No convincing example has therefore been produced of a case in which judges can effectively make decisions allocating positive economic rights. All such decisions are decisions which allocate resources and which therefore have opportunity costs. They also invariably require transfers from individual to individual. Such decisions should be made either by voluntary transactions or by an accountable political process.

Vagueness versus precision

One reason why economic rights are said to be non-justiciable is that their terms are insufficiently precise to guide judges as to the content of the rule. Some caricatures can be produced in support of this argument. Article 22 of the Universal Declaration of Human Rights states

Everyone, as a member of society, has the right to social security and is entitled to realization, through national effort and international cooperation and in accordance with the organization and resources of each State, of the economic, social and cultural rights indispensable for his dignity and the free development of his personality.

The natural response is to assert that other, more traditionally justiciable, matters are also vaguely stated or defined. Hunt, for example, argues that some civil and political rights are also vaguely stated, such as the right to be free from inhuman or degrading conduct. But there is a crucial difference. While it may be difficult and even undesirable to be too specific about exactly what constitutes inhuman and degrading conduct we can agree on a reasonably specific statement such as ‘this means that the state shall not treat anyone in a way that is regarded by right thinking people as inhuman or degrading’. But in the case of the right to housing it is not possible to make any such statement. It could mean ‘the state must not interfere with the tenure of householders’ or ‘the state must provide everyone with a house of a certain standard’ or ‘the state must ensure that everyone can afford access to adequate housing’.

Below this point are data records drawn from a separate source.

//! The workspace shell.
//!
//! [`Workspace`] composes the layout controller, preview loader and mock
//! assistant, owns the theme, and publishes a [`WorkspaceEvent`] for every
//! change. It is single-owner state: the server runs it inside an actor task
//! (see [`actor`]) and tests drive it directly with a
//! [`ManualScheduler`](crate::scheduler::ManualScheduler).

pub mod actor;

use std::sync::Arc;
use std::time::Duration;

use rand::rngs::StdRng;
use serde::{Deserialize, Serialize};
use tokio::sync::broadcast;
use url::Url;

use crate::assistant::{ChatMessage, MockAssistant, ReplyDelay};
use crate::events::WorkspaceEvent;
use crate::layout::{DragMove, LayoutController, LayoutView, PointerSample, ResizeKey};
use crate::prefs::{PreferenceStore, THEME_KEY, Theme, parse_theme, resolve_theme, set_pref};
use crate::preview::{DEFAULT_LOAD_TIMEOUT, PreviewLoader, PreviewView, UrlError};
use crate::scheduler::{Fired, Scheduler, TimerKind};

pub use actor::{WorkspaceError, WorkspaceHandle, spawn_workspace};

/// Buffered events per subscriber before it starts lagging.
const EVENT_CAPACITY: usize = 256;

/// Tunables for a workspace.
#[derive(Debug, Clone)]
pub struct WorkspaceSettings {
    /// Origin that `/path` preview input resolves against.
    pub origin: Url,
    /// Time the preview frame gets to report.
    pub load_timeout: Duration,
    /// Bounds of the assistant's typing delay.
    pub reply_delay: ReplyDelay,
}

impl WorkspaceSettings {
    /// Default timings for `origin`.
    #[must_use]
    pub fn new(origin: Url) -> Self {
        Self {
            origin,
            load_timeout: DEFAULT_LOAD_TIMEOUT,
            reply_delay: ReplyDelay::default(),
        }
    }
}

/// Everything the page needs to render from scratch.
#[derive(Debug, Clone, Serialize, Deserialize, PartialEq)]
pub struct WorkspaceSnapshot {
    /// Active theme.
    pub theme: Theme,
    /// Split layout.
    pub layout: LayoutView,
    /// Preview state.
    pub preview: PreviewView,
    /// Transcript in order.
    pub messages: Vec<ChatMessage>,
    /// Whether a reply is pending.
    pub typing: bool,
}

/// Composed workspace state.
#[derive(Debug)]
pub struct Workspace {
    theme: Theme,
    theme_stored: bool,
    layout: LayoutController,
    preview: PreviewLoader,
    assistant: MockAssistant,
    prefs: Arc<dyn PreferenceStore>,
    events: broadcast::Sender<WorkspaceEvent>,
}

impl Workspace {
    /// Build a workspace from stored preferences.
    pub fn new(
        settings: WorkspaceSettings,
        prefs: Arc<dyn PreferenceStore>,
        scheduler: Arc<dyn Scheduler>,
        rng: StdRng,
    ) -> Self {
        let (events, _) = broadcast::channel(EVENT_CAPACITY);
        let stored_theme = match prefs.get(THEME_KEY) {
            Ok(raw) => raw.as_deref().and_then(parse_theme),
            Err(e) => {
                tracing::debug!(error = %e, "Theme read failed, using default");
                None
            }
        };

        tracing::info!(
            name: "workspace.created",
            origin = %settings.origin,
            load_timeout_ms = settings.load_timeout.as_millis(),
            theme = ?stored_theme,
            "Workspace created"
        );

        Self {
            theme: stored_theme.unwrap_or_default(),
            theme_stored: stored_theme.is_some(),
            layout: LayoutController::load(Arc::clone(&prefs)),
            preview: PreviewLoader::new(
                settings.origin,
                settings.load_timeout,
                Arc::clone(&scheduler),
            ),
            assistant: MockAssistant::new(scheduler, settings.reply_delay, rng),
            prefs,
            events,
        }
    }

    /// Subscribe to change events.
    pub fn subscribe(&self) -> broadcast::Receiver<WorkspaceEvent> {
        self.events.subscribe()
    }

    /// Sender side of the event channel.
    #[must_use]
    pub fn events(&self) -> broadcast::Sender<WorkspaceEvent> {
        self.events.clone()
    }

    /// Current state for a full render.
    #[must_use]
    pub fn snapshot(&self) -> WorkspaceSnapshot {
        WorkspaceSnapshot {
            theme: self.theme,
            layout: self.layout.view(),
            preview: self.preview.view(),
            messages: self.assistant.messages().to_vec(),
            typing: self.assistant.is_typing(),
        }
    }

    // ─────────────────────────────────────────────────────────────────────────
    // Theme
    // ─────────────────────────────────────────────────────────────────────────

    /// Active theme.
    #[must_use]
    pub fn theme(&self) -> Theme {
        self.theme
    }

    /// Whether the user has picked a theme.
    #[must_use]
    pub fn theme_stored(&self) -> bool {
        self.theme_stored
    }

    /// Theme a page should show: the stored choice, else that page's system
    /// preference, else the default. Nothing is changed or broadcast, so
    /// pages with different system preferences do not affect each other.
    #[must_use]
    pub fn theme_for(&self, system: Option<Theme>) -> Theme {
        if self.theme_stored {
            self.theme
        } else {
            resolve_theme(self.prefs.as_ref(), system)
        }
    }

    /// Flip the theme a page currently shows and persist the result.
    ///
    /// `showing` is that page's theme, which may come from its system
    /// preference while nothing is stored.
    pub fn toggle_theme(&mut self, showing: Option<Theme>) -> Theme {
        self.theme = self.theme_for(showing).toggled();
        self.theme_stored = true;
        set_pref(self.prefs.as_ref(), THEME_KEY, self.theme);
        tracing::debug!(theme = %self.theme, "Theme toggled");
        self.publish(WorkspaceEvent::Theme { theme: self.theme });
        self.theme
    }

    // ─────────────────────────────────────────────────────────────────────────
    // Layout
    // ─────────────────────────────────────────────────────────────────────────

    /// Start a divider drag for `pointer_id`.
    pub fn begin_drag(&mut self, pointer_id: u32, sample: PointerSample) -> LayoutView {
        let events = self.events.clone();
        self.layout.begin_drag(pointer_id, sample, move |pointer_id| {
            // No subscribers is fine.
            let _ = events.send(WorkspaceEvent::DragReleased { pointer_id });
        });
        self.publish_layout()
    }

    /// Feed a pointer move into the active drag.
    pub fn drag_move(&mut self, pointer_id: u32, sample: PointerSample, buttons: u16) -> DragMove {
        let outcome = self.layout.drag_to(pointer_id, sample, buttons);
        match outcome {
            DragMove::Moved { changed: true } | DragMove::Released => {
                self.publish_layout();
            }
            DragMove::Moved { changed: false } | DragMove::Ignored => {}
        }
        outcome
    }

    /// Pointer up or cancel.
    pub fn end_drag(&mut self, pointer_id: u32) -> bool {
        let ended = self.layout.end_drag(pointer_id);
        if ended {
            self.publish_layout();
        }
        ended
    }

    /// Apply a divider key press. Returns whether the key is a resize key.
    pub fn resize_key(&mut self, key: &str) -> bool {
        let Ok(key) = key.parse::<ResizeKey>() else {
            return false;
        };
        if self.layout.handle_key(key) {
            self.publish_layout();
        }
        true
    }

    // ─────────────────────────────────────────────────────────────────────────
    // Preview
    // ─────────────────────────────────────────────────────────────────────────

    /// Track edits to the URL field.
    pub fn preview_input(&mut self, value: &str) -> PreviewView {
        if self.preview.set_input(value) {
            self.publish_preview()
        } else {
            self.preview.view()
        }
    }

    /// Submit the URL field.
    pub fn submit_url(&mut self, raw: &str) -> Result<PreviewView, UrlError> {
        let result = self.preview.submit(raw).map(|_| ());
        let view = self.publish_preview();
        result.map(|()| view)
    }

    /// The frame reported a successful load for `token`.
    pub fn preview_loaded(&mut self, token: u64) -> bool {
        let accepted = self.preview.mark_loaded(token);
        if accepted {
            self.publish_preview();
        }
        accepted
    }

    /// The frame reported a failed load for `token`.
    pub fn preview_failed(&mut self, token: u64) -> bool {
        let accepted = self.preview.mark_failed(token);
        if accepted {
            self.publish_preview();
        }
        accepted
    }

    /// Display hostname of the active preview, empty when none.
    #[must_use]
    pub fn hostname(&self) -> String {
        self.preview.hostname()
    }

    // ─────────────────────────────────────────────────────────────────────────
    // Chat
    // ─────────────────────────────────────────────────────────────────────────

    /// Send a chat message. Blank input returns `None` and changes nothing.
    pub fn send_message(&mut self, text: &str) -> Option<ChatMessage> {
        let site = self.preview.site_name();
        let message = self.assistant.send(text, &site)?.clone();
        self.publish(WorkspaceEvent::Message(message.clone()));
        self.publish(WorkspaceEvent::Typing { typing: true });
        Some(message)
    }

    /// Reset the transcript to a single greeting.
    pub fn clear_history(&mut self) -> Vec<ChatMessage> {
        let site = self.hostname();
        let messages = self.assistant.clear(&site).to_vec();
        self.publish(WorkspaceEvent::Transcript {
            messages: messages.clone(),
        });
        self.publish(WorkspaceEvent::Typing { typing: false });
        messages
    }

    // ─────────────────────────────────────────────────────────────────────────
    // Timers
    // ─────────────────────────────────────────────────────────────────────────

    /// Route a fired timer to its owner. Returns whether anything changed.
    pub fn on_timer(&mut self, fired: Fired) -> bool {
        match fired.kind {
            TimerKind::AssistantReply => {
                let Some(reply) = self.assistant.handle_timer(fired.handle).cloned() else {
                    return false;
                };
                self.publish(WorkspaceEvent::Message(reply));
                self.publish(WorkspaceEvent::Typing { typing: false });
                true
            }
            TimerKind::PreviewTimeout => {
                if !self.preview.handle_timeout(fired.handle) {
                    return false;
                }
                self.publish_preview();
                true
            }
        }
    }

    fn publish_layout(&self) -> LayoutView {
        let view = self.layout.view();
        self.publish(WorkspaceEvent::Layout(view));
        view
    }

    fn publish_preview(&self) -> PreviewView {
        let view = self.preview.view();
        self.publish(WorkspaceEvent::Preview(view.clone()));
        view
    }

    fn publish(&self, event: WorkspaceEvent) {
        tracing::debug!(event = event.event_name(), "Workspace event");
        // Sending fails only when no page is subscribed.
        let _ = self.events.send(event);
    }
}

Likewise with the right to education. Not only is there a difficulty defining ‘education’, the equivalent problem to defining ‘inhuman and degrading treatment’, but there is a problem deciding how far the right is to extend since, clearly, the entire population cannot spend their entire lives in full-time education. The difficulty of definition is not therefore just one of determining appropriate standards. It is that in the case of the right to be free from torture there is a clear principle which guides action: ‘the state shall not torture anyone at any time’. In respect of the rights to housing and education on the other hand there is no principle which tells us what action is required of the government, merely a repetition of the terms of the right.

A related argument that is put up to be shot down is that civil and political rights are absolute whereas economic and social rights are qualified.20 This argument is then tackled by debaters pointing out that most civil and political rights contain exceptions and that states can enter reservations when adhering to an instrument. Both sides of this argument miss the point. However encrusted with exceptions civil and political rights may be, those exceptions are set down prospectively and become part of the definition of the right. What is thus defined is thereafter, within its limits, absolute. But the same cannot be said for economic and social rights. These require to be rationed and no principle can tell us in advance what the appropriate degree of rationing is.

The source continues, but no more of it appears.